17 So Naaman said, “Then, if not, please let your servant be given two mule-loads of earth; for your servant will no longer offer either burnt offering or sacrifice to other gods, but to the LORD.
18 “Yet in this thing may the LORD pardon your servant: when my master goes into the temple of Rimmon to worship there, and he leans on my hand, and I bow down in the temple of Rimmon— when I bow down in the temple of Rimmon, may the LORD please pardon your servant in this thing.”
19 Then he said to him, “Go in peace.” So he departed from him a short distance.
Do you see how his heart has been softened towards the Lord? What sensitivity he now has towards God! He brings dirt from the Jordan river bed— he’s preparing for a new devotional life with the LORD. His heart is concerned about even the slightest compromise— his master leaning on him in a pagan temple. And Elisha seeing his newfound faith, no longer built on his own goodness but upon the love of the Father, says, “Go in peace.”
So too with you and I, when we receive God’s grace, just because of God and not us, we finally have peace.
Oh, if I were to think God answered my prayer because I’ve been pretty good. “I haven’t made any one cry in at least a week.”
What happens to my heart? There is no peace. Because I realize there is no way I can keep this up! What happens when I fail?”
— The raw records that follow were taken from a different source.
use crate::config::ClassifierConfig;
use crate::prelude::{ClassifyError, ClassifyResult};
use crate::processing::constraint::ConstraintStage;
use crate::processing::decision::DecisionStage;
use crate::processing::scoring::ScoringStage;
use crate::scan_interface::{Classification, FieldSet};
use crate::telemetry::log::LogManager;
use crate::telemetry::metrics::MetricsRecorder;

/// End-to-end gate classifier: validate, score, constrain, decide.
///
/// Holds no per-run state; every grid is created fresh inside `classify` and
/// handed to the caller. Only the telemetry counters persist across calls.
pub struct GateClassifier {
    config: ClassifierConfig,
    logger: LogManager,
    metrics: MetricsRecorder,
}

impl GateClassifier {
    pub fn new(config: ClassifierConfig) -> Self {
        Self {
            config,
            logger: LogManager::for_stage("classifier"),
            metrics: MetricsRecorder::new(),
        }
    }

    pub fn config(&self) -> &ClassifierConfig {
        &self.config
    }

    /// Runs one classification over the supplied fields.
    ///
    /// Any failure aborts the whole run; no partial result is returned.
    pub fn classify(&self, fields: &FieldSet) -> ClassifyResult<Classification> {
        let result = self.run(fields);
        match &result {
            Ok(_) => self.metrics.record_classified(),
            Err(_) => self.metrics.record_failure(),
        }
        result
    }

    fn run(&self, fields: &FieldSet) -> ClassifyResult<Classification> {
        let shape = fields.validate_shape()?;
        if self.config.categories.is_empty() {
            return Err(ClassifyError::InvalidInput(
                "no categories configured".to_string(),
            ));
        }

        let scoring = ScoringStage::new(self.config.smoothing, self.config.debug);
        let mut scores = scoring.score_all(&self.config.categories, fields, shape)?;

        let constraints = ConstraintStage::new(self.config.debug);
        constraints.apply(&self.config.constraints, &mut scores, fields)?;

        let decision = DecisionStage::new(self.config.debug);
        let gate_id = decision.decide(&scores)?;

        if self.config.debug {
            self.logger
                .record(&format!("classified {:?} grid", shape));
        }

        Ok(Classification {
            gate_id,
            scores: if self.config.keep_scores {
                Some(scores)
            } else {
                None
            },
        })
    }

    /// (classifications completed, failed runs) since construction.
    pub fn metrics(&self) -> (usize, usize) {
        self.metrics.snapshot()
    }
}
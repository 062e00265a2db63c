use ndarray::Array2;
use rayon::prelude::*;

use crate::config::{CategoryDef, SmoothingWindow};
use crate::math::median::MedianFilter;
use crate::prelude::{ClassifyError, ClassifyResult, ScoreSet};
use crate::scan_interface::FieldSet;
use crate::telemetry::log::LogManager;

/// Scoring stage that turns category definitions into fuzzy score grids.
pub struct ScoringStage {
    smoothing: SmoothingWindow,
    debug: bool,
    logger: LogManager,
}

impl ScoringStage {
    pub fn new(smoothing: SmoothingWindow, debug: bool) -> Self {
        Self {
            smoothing,
            debug,
            logger: LogManager::for_stage("scoring"),
        }
    }

    /// Accumulates weighted memberships for one category, then despeckles
    /// the result with the configured median window.
    ///
    /// A rule naming a field absent from `fields` aborts the run; skipping
    /// it would silently bias the category's score.
    pub fn score(
        &self,
        category: &CategoryDef,
        fields: &FieldSet,
        shape: (usize, usize),
    ) -> ClassifyResult<Array2<f64>> {
        if self.debug {
            self.logger
                .record(&format!("scoring category {}", category.name));
        }
        let mut score = Array2::<f64>::zeros(shape);
        for rule in &category.rules {
            let field = fields
                .get(&rule.field)
                .ok_or_else(|| ClassifyError::MissingField {
                    field: rule.field.clone(),
                    category: category.name.clone(),
                })?;
            let membership = rule.shape.evaluate(field.data.view());
            score.scaled_add(rule.weight, &membership);
        }
        Ok(MedianFilter::apply(
            score.view(),
            self.smoothing.rays,
            self.smoothing.gates,
        ))
    }

    /// Scores every category, fanning the independent per-category work out
    /// across worker threads. The returned grids follow the category order.
    pub fn score_all(
        &self,
        categories: &[CategoryDef],
        fields: &FieldSet,
        shape: (usize, usize),
    ) -> ClassifyResult<ScoreSet> {
        let grids = categories
            .par_iter()
            .map(|category| self.score(category, fields, shape))
            .collect::<ClassifyResult<Vec<_>>>()?;

        let mut scores = ScoreSet::with_capacity(categories.len());
        for (category, grid) in categories.iter().zip(grids) {
            scores.push(category.name.clone(), grid);
        }
        Ok(scores)
    }
}

#[cfg(test)]
mod tests {
    use super::*;
    use crate::config::FieldRule;
    use crate::math::trapezoid::TrapezoidShape;
    use crate::scan_interface::FieldGrid;
    use ndarray::array;

    fn category(name: &str, rules: Vec<FieldRule>) -> CategoryDef {
        CategoryDef {
            name: name.to_string(),
            rules,
        }
    }

    fn field_rule(field: &str, shape: TrapezoidShape, weight: f64) -> FieldRule {
        FieldRule {
            field: field.to_string(),
            shape,
            weight,
        }
    }

    #[test]
    fn score_is_the_weighted_membership_sum() {
        let mut fields = FieldSet::new();
        fields.insert(FieldGrid::new("F", "", Array2::from_elem((3, 4), 5.0)));
        let cat = category(
            "rain",
            vec![field_rule(
                "F",
                TrapezoidShape::new(0.0, 0.0, 10.0, 10.0),
                2.0,
            )],
        );

        let stage = ScoringStage::new(SmoothingWindow::default(), false);
        let score = stage.score(&cat, &fields, (3, 4)).unwrap();
        assert!(score.iter().all(|&v| (v - 2.0).abs() < 1e-12));
    }

    #[test]
    fn zero_weight_rules_contribute_nothing() {
        let mut fields = FieldSet::new();
        fields.insert(FieldGrid::new("F", "", Array2::from_elem((2, 2), 5.0)));
        let cat = category(
            "rain",
            vec![
                field_rule("F", TrapezoidShape::new(0.0, 0.0, 10.0, 10.0), 1.0),
                field_rule("F", TrapezoidShape::new(0.0, 0.0, 10.0, 10.0), 0.0),
            ],
        );

        let stage = ScoringStage::new(SmoothingWindow { rays: 1, gates: 1 }, false);
        let score = stage.score(&cat, &fields, (2, 2)).unwrap();
        assert!(score.iter().all(|&v| (v - 1.0).abs() < 1e-12));
    }

    #[test]
    fn missing_field_aborts_and_names_both_sides() {
        let fields = FieldSet::new();
        let cat = category(
            "snow",
            vec![field_rule(
                "reflectivity",
                TrapezoidShape::new(0.0, 0.0, 1.0, 1.0),
                1.0,
            )],
        );

        let stage = ScoringStage::new(SmoothingWindow::default(), false);
        match stage.score(&cat, &fields, (2, 2)) {
            Err(ClassifyError::MissingField { field, category }) => {
                assert_eq!(field, "reflectivity");
                assert_eq!(category, "snow");
            }
            other => panic!("expected missing field error, got {:?}", other),
        }
    }

    #[test]
    fn nan_cells_contribute_zero_membership() {
        let mut fields = FieldSet::new();
        fields.insert(FieldGrid::new(
            "F",
            "",
            array![[5.0, f64::NAN], [5.0, 5.0]],
        ));
        let cat = category(
            "rain",
            vec![field_rule(
                "F",
                TrapezoidShape::new(0.0, 0.0, 10.0, 10.0),
                1.0,
            )],
        );

        let stage = ScoringStage::new(SmoothingWindow { rays: 1, gates: 1 }, false);
        let score = stage.score(&cat, &fields, (2, 2)).unwrap();
        assert_eq!(score[[0, 1]], 0.0);
        assert_eq!(score[[0, 0]], 1.0);
        assert!(score.iter().all(|v| !v.is_nan()));
    }

    #[test]
    fn score_all_preserves_category_order() {
        let mut fields = FieldSet::new();
        fields.insert(FieldGrid::new("F", "", Array2::from_elem((2, 2), 5.0)));
        let categories = vec![
            category(
                "first",
                vec![field_rule("F", TrapezoidShape::new(0.0, 0.0, 10.0, 10.0), 1.0)],
            ),
            category(
                "second",
                vec![field_rule("F", TrapezoidShape::new(0.0, 0.0, 10.0, 10.0), 3.0)],
            ),
        ];

        let stage = ScoringStage::new(SmoothingWindow { rays: 1, gates: 1 }, false);
        let scores = stage.score_all(&categories, &fields, (2, 2)).unwrap();
        assert_eq!(scores.names(), &["first".to_string(), "second".to_string()]);
        assert_eq!(scores.grids()[1][[0, 0]], 3.0);
    }
}
use ndarray::Array2;

use crate::prelude::ScoreSet;

/// Discrete gate-id product: the winning category index per gate plus the
/// legend metadata downstream writers attach to the field.
#[derive(Debug, Clone)]
pub struct ClassificationGrid {
    pub data: Array2<usize>,
    pub legend: Vec<String>,
    pub units: String,
    pub standard_name: String,
    pub long_name: String,
    pub notes: String,
    pub valid_min: usize,
    pub valid_max: usize,
}

impl ClassificationGrid {
    /// Builds the metadata around a finished index grid.
    ///
    /// `valid_max` is the largest index actually assigned anywhere in the
    /// grid, not the category count.
    pub fn new(data: Array2<usize>, legend: Vec<String>) -> Self {
        let valid_max = data.iter().copied().max().unwrap_or(0);
        let notes = legend
            .iter()
            .enumerate()
            .map(|(index, name)| format!("{}: {}", index, name))
            .collect::<Vec<_>>()
            .join(" ");
        Self {
            data,
            legend,
            units: String::new(),
            standard_name: "gate_id".to_string(),
            long_name: "Classification of dominant scatterer".to_string(),
            notes,
            valid_min: 0,
            valid_max,
        }
    }
}

/// Full engine output: the gate-id grid and, on request, the per-category
/// score grids that produced it.
#[derive(Debug, Clone)]
pub struct Classification {
    pub gate_id: ClassificationGrid,
    pub scores: Option<ScoreSet>,
}

#[cfg(test)]
mod tests {
    use super::*;
    use ndarray::array;

    #[test]
    fn valid_max_tracks_the_observed_maximum() {
        let legend = vec![
            "multi_trip".to_string(),
            "rain".to_string(),
            "snow".to_string(),
            "no_scatter".to_string(),
            "melting".to_string(),
        ];
        let grid = ClassificationGrid::new(array![[0, 2], [1, 0]], legend);
        assert_eq!(grid.valid_min, 0);
        assert_eq!(grid.valid_max, 2);
    }

    #[test]
    fn notes_enumerate_the_legend_in_order() {
        let grid = ClassificationGrid::new(
            array![[0]],
            vec!["rain".to_string(), "snow".to_string()],
        );
        assert_eq!(grid.notes, "0: rain 1: snow");
        assert_eq!(grid.standard_name, "gate_id");
    }
}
There is no peace to the one who thinks he has earned God.
Only when I receive God’s grace freely can I finally rest. It’s so freeing to not have to keep up the so-called Christian performance of playing like we’ve been really, really good and that’s why we are blessed.
Are you exhausted? Let yourself find rest. Come to Jesus, because of Jesus.
Have you ever had a little child run to greet you after a long day? It’s one of the great moments of life. To be loved not for doing anything but just for sharing life together— there really is nothing better.
Do you ever wonder why God gave you life? Do you ever wonder why you are still here? Now you know. God gave you life so that you might jump with joy just to see Him. And you will when you let yourself trust that His love towards you is all because of Jesus. You’ll love Him, just because He loves you.